Yara Mashour wanted to return to her home in Israel. A natural-born citizen and the editor of a popular Israeli weekly, she arrived at an El Al counter in a Milan airport this week, her passport and an airline ticket in hand. What happened next is what happens to almost every Arab Israeli traveler: She was singled out, put through rigorous security checks, asked ridiculous, humiliatingly intimate questions and had her baggage thoroughly searched. But when it reached the stage of a body search, Mashour, a proud citizen, refused, choosing instead to give up her flight.
Her story, reported in Thursday's Haaretz by Jack Khoury, is familiar to most Arab Israelis who have flown from or to Ben-Gurion International Airport via El Al. Yossi Sarid wrote in Thursday's Haaretz about an eerily similar incident that happened to Yara and her father, the late journalist Lutfi Mashour, 27 years ago. Nothing has changed since then.
Nobody questions the need for airport security checks. But what happens at Israel's airports, and at El Al counters overseas, goes way beyond what is necessary to ensure passenger safety: It entails unnecessary humiliation and being singled out on account of one's ethnic origin.

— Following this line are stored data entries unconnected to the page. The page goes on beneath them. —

impl TicTacToe {
    fn new() -> Self {
        Self {
            board: [0; 9],
            current_player: PLAYER_X,
            result: 0,
        }
    }

    fn cell(&self, x: usize, y: usize) -> PlayerId {
        self.board[y * 3 + x]
    }

    fn set_cell(&mut self, x: usize, y: usize, player: PlayerId) {
        self.board[y * 3 + x] = player;
    }

    fn decode_move(mov: MoveCode) -> Option<(usize, usize)> {
        if mov == MOVE_NONE {
            return None;
        }
        let x = (mov & 0b11) as usize;
        let y = ((mov >> 2) & 0b11) as usize;
        (x < 3 && y < 3).then_some((x, y))
    }

    fn encode_move(x: usize, y: usize) -> MoveCode {
        ((y as u64) << 2) | x as u64
    }

    fn has_won(&self, player: PlayerId) -> bool {
        let lines: [[(usize, usize); 3]; 8] = [
            [(0, 0), (1, 0), (2, 0)],
            [(0, 1), (1, 1), (2, 1)],
            [(0, 2), (1, 2), (2, 2)],
            [(0, 0), (0, 1), (0, 2)],
            [(1, 0), (1, 1), (1, 2)],
            [(2, 0), (2, 1), (2, 2)],
            [(0, 0), (1, 1), (2, 2)],
            [(0, 2), (1, 1), (2, 0)],
        ];
        lines
            .iter()
            .any(|line| line.iter().all(|&(x, y)| self.cell(x, y) == player))
    }

    fn is_full(&self) -> bool {
        self.board.iter().all(|&cell| cell != 0)
    }
}

impl Default for TicTacToe {
    fn default() -> Self {
        Self::new()
    }
}

impl GameMethods for TicTacToe {
    fn as_any(&self) -> &dyn Any {
        self
    }

    fn manifest(&self) -> &GameManifest {
        manifest()
    }

    fn sizer(&self) -> GameSizer {
        GameSizer {
            options_str: 0,
            serialization_size: 0,
            state_str: 16,
            player_count: 2,
            max_players_to_move: 1,
            max_moves: 9,
            max_actions: 0,
            max_results: 1,
            legacy_str: 0,
            move_str: 3,
            print_str: 13,
        }
    }

    fn clone_box(&self) -> Box<dyn GameMethods> {
        Box::new(self.clone())
    }

    fn copy_from(&mut self, other: &dyn GameMethods) -> RuntimeResult<()> {
        let other = other
            .as_any()
            .downcast_ref::<TicTacToe>()
            .ok_or_else(|| RuntimeError::with_detail(ErrorCode::InvalidState, "copy_from: not a TicTacToe"))?;
        self.clone_from(other);
        Ok(())
    }

    fn compare(&self, other: &dyn GameMethods) -> RuntimeResult<bool> {
        let other = other
            .as_any()
            .downcast_ref::<TicTacToe>()
            .ok_or_else(|| RuntimeError::with_detail(ErrorCode::InvalidState, "compare: not a TicTacToe"))?;
        Ok(self == other)
    }

    fn export_state(&self) -> RuntimeResult<String> {
        let mut out = String::with_capacity(16);
        for y in (0..3).rev() {
            let mut empty_run = 0;
            for x in 0..3 {
                let cell = self.cell(x, y);
                if cell == 0 {
                    empty_run += 1;
                } else {
                    if empty_run > 0 {
                        out.push_str(&empty_run.to_string());
                        empty_run = 0;
                    }
                    out.push(cell_char(cell));
                }
            }
            if empty_run > 0 {
                out.push_str(&empty_run.to_string());
            }
            if y > 0 {
                out.push('/');
            }
        }
        out.push(' ');
        out.push(match self.current_player {
            0 => '-',
            p => cell_char(p),
        });
        out.push(' ');
        out.push(match self.result {
            0 => '-',
            p => cell_char(p),
        });
        Ok(out)
    }

    fn import_state(&mut self, state: Option<&str>) -> RuntimeResult<()> {
        let Some(state) = state else {
            *self = TicTacToe::new();
            return Ok(());
        };
        let invalid = || RuntimeError::with_detail(ErrorCode::InvalidInput, "malformed tictactoe state string");

        let mut fresh = TicTacToe::new();
        fresh.board = [0; 9];
        let mut segments = state.splitn(3, ' ');
        let board_segment = segments.next().ok_or_else(invalid)?;
        let current_segment = segments.next().ok_or_else(invalid)?;
        let result_segment = segments.next().ok_or_else(invalid)?;

        let mut y: i32 = 2;
        let mut x: usize = 0;
        for row in board_segment.split('/') {
            if y < 0 {
                return Err(invalid());
            }
            for ch in row.chars() {
                match ch {
                    'X' | 'O' => {
                        if x > 2 {
                            return Err(invalid());
                        }
                        fresh.set_cell(x, y as usize, if ch == 'X' { PLAYER_X } else { PLAYER_O });
                        x += 1;
                    },
                    '1'..='3' => {
                        let run = ch.to_digit(10).unwrap() as usize;
                        if x + run > 3 {
                            return Err(invalid());
                        }
                        x += run;
                    },
                    _ => return Err(invalid()),
                }
            }
            y -= 1;
            x = 0;
        }
        if y != -1 {
            return Err(invalid());
        }

        fresh.current_player = match current_segment {
            "-" => 0,
            "X" => PLAYER_X,
            "O" => PLAYER_O,
            _ => return Err(invalid()),
        };
        fresh.result = match result_segment {
            "-" => 0,
            "X" => PLAYER_X,
            "O" => PLAYER_O,
            _ => return Err(invalid()),
        };

        *self = fresh;
        Ok(())
    }

    fn players_to_move(&self) -> RuntimeResult<Vec<PlayerId>> {
        Ok(if self.current_player == 0 {
            vec![]
        } else {
            vec![self.current_player]
        })
    }

    fn get_concrete_moves(&self, player: PlayerId) -> RuntimeResult<Vec<MoveCode>> {
        if self.current_player == 0 || player != self.current_player {
            return Ok(vec![]);
        }
        let mut moves = Vec::with_capacity(9);
        for y in 0..3 {
            for x in 0..3 {
                if self.cell(x, y) == 0 {
                    moves.push(Self::encode_move(x, y));
                }
            }
        }
        Ok(moves)
    }

    fn is_legal_move(&self, player: PlayerId, mov: MoveCode) -> RuntimeResult<bool> {
        if self.current_player == 0 || player != self.current_player {
            return Ok(false);
        }
        let Some((x, y)) = Self::decode_move(mov) else {
            return Ok(false);
        };
        Ok(self.cell(x, y) == 0)
    }

    fn make_move(&mut self, player: PlayerId, mov: MoveCode) -> RuntimeResult<()> {
        let (x, y) = Self::decode_move(mov)
            .ok_or_else(|| RuntimeError::with_detail(ErrorCode::InvalidMove, "not a board cell"))?;
        if self.cell(x, y) != 0 {
            return Err(RuntimeError::with_detail(ErrorCode::InvalidMove, "cell already occupied"));
        }
        self.set_cell(x, y, player);

        if self.has_won(player) {
            self.result = player;
            self.current_player = 0;
        } else if self.is_full() {
            self.current_player = 0;
        } else {
            self.current_player = other_player(player);
        }
        Ok(())
    }

    fn get_results(&self) -> RuntimeResult<Vec<PlayerId>> {
        Ok(if self.result == 0 { vec![] } else { vec![self.result] })
    }

    fn id(&self) -> RuntimeResult<u64> {
        let mut hasher = DefaultHasher::new();
        self.board.hash(&mut hasher);
        self.current_player.hash(&mut hasher);
        self.result.hash(&mut hasher);
        Ok(hasher.finish())
    }

    fn playout(&mut self, seed: u64) -> RuntimeResult<()> {
        let mut rng = rand::rngs::StdRng::seed_from_u64(seed);
        loop {
            let to_move = self.players_to_move()?;
            let Some(&player) = to_move.first() else {
                break;
            };
            let moves = self.get_concrete_moves(player)?;
            let &mov = moves
                .choose(&mut rng)
                .expect("a to-move player always has at least one legal move");
            self.make_move(player, mov)?;
        }
        Ok(())
    }

    fn get_move_code(&self, _player: PlayerId, text: &str) -> MoveCode {
        let bytes = text.as_bytes();
        if bytes.len() != 2 {
            return MOVE_NONE;
        }
        let x = bytes[0].wrapping_sub(b'a');
        let y = bytes[1].wrapping_sub(b'0');
        if x > 2 || y > 2 {
            return MOVE_NONE;
        }
        Self::encode_move(x as usize, y as usize)
    }

    fn get_move_str(&self, _player: PlayerId, mov: MoveCode) -> RuntimeResult<String> {
        let Some((x, y)) = Self::decode_move(mov) else {
            return Ok("-".to_string());
        };
        Ok(format!("{}{}", (b'a' + x as u8) as char, (b'0' + y as u8) as char))
    }

    fn print(&self) -> RuntimeResult<String> {
        let mut out = String::with_capacity(13);
        for y in (0..3).rev() {
            for x in 0..3 {
                out.push(cell_char(self.cell(x, y)));
            }
            out.push('\n');
        }
        Ok(out)
    }
}

fn manifest() -> &'static GameManifest {
    use std::sync::OnceLock;
    static MANIFEST: OnceLock<GameManifest> = OnceLock::new();
    MANIFEST.get_or_init(|| {
        GameManifest::new(
            "TicTacToe",
            "Standard",
            "ludus_reference",
            Semver::new(0, 2, 0),
            GameFeatureFlags::ID | GameFeatureFlags::PLAYOUT | GameFeatureFlags::PRINT,
        )
        .expect("the manifest's identifiers are all valid by construction")
    })
}

/// Produces [`TicTacToe`] instances. Stateless: every instance this factory
/// creates shares the one manifest above.
#[derive(Debug, Default)]
pub struct TicTacToeFactory;

impl GameFactory for TicTacToeFactory {
    fn manifest(&self) -> &GameManifest {
        manifest()
    }

    fn create(&self, init: GameInit) -> RuntimeResult<Box<dyn GameMethods>> {
        let mut game = TicTacToe::new();
        match init {
            GameInit::Default => {},
            GameInit::Standard { state, .. } => game.import_state(state.as_deref())?,
            GameInit::Serialized(_) => {
                return Err(RuntimeError::with_detail(
                    ErrorCode::FeatureUnsupported,
                    "tictactoe is not serializable",
                ))
            },
        }
        Ok(Box::new(game))
    }
}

Every Arab Israeli passenger is greeted with this unwelcome and outrageous reminder: He is a second-class citizen in his own country. All the justifications and excuses offered by El Al and the security services cannot whitewash this intolerable situation. An Arab Israeli is not a suspicious object, and must be treated exactly the same as other Israeli citizens.
Shin Bet security service chief Yoram Cohen recently said Arab Israelis "aren't Shin Bet targets; they aren't a fifth column, and we don't treat them as if they were." He also noted that Arab Israeli involvement in terrorism has declined. But the behavior of the Israeli bouncers at airports stands in glaring contradiction to his words: They treat Arab Israelis exactly like a "target" and a fifth column.
Promises to introduce high-tech equipment that will obviate the need for such security checks no longer suffice. The same goes for the buck-passing between El Al and the security services. An immediate change is necessary - less one of conduct than of consciousness: Every passenger must be treated respectfully and equally.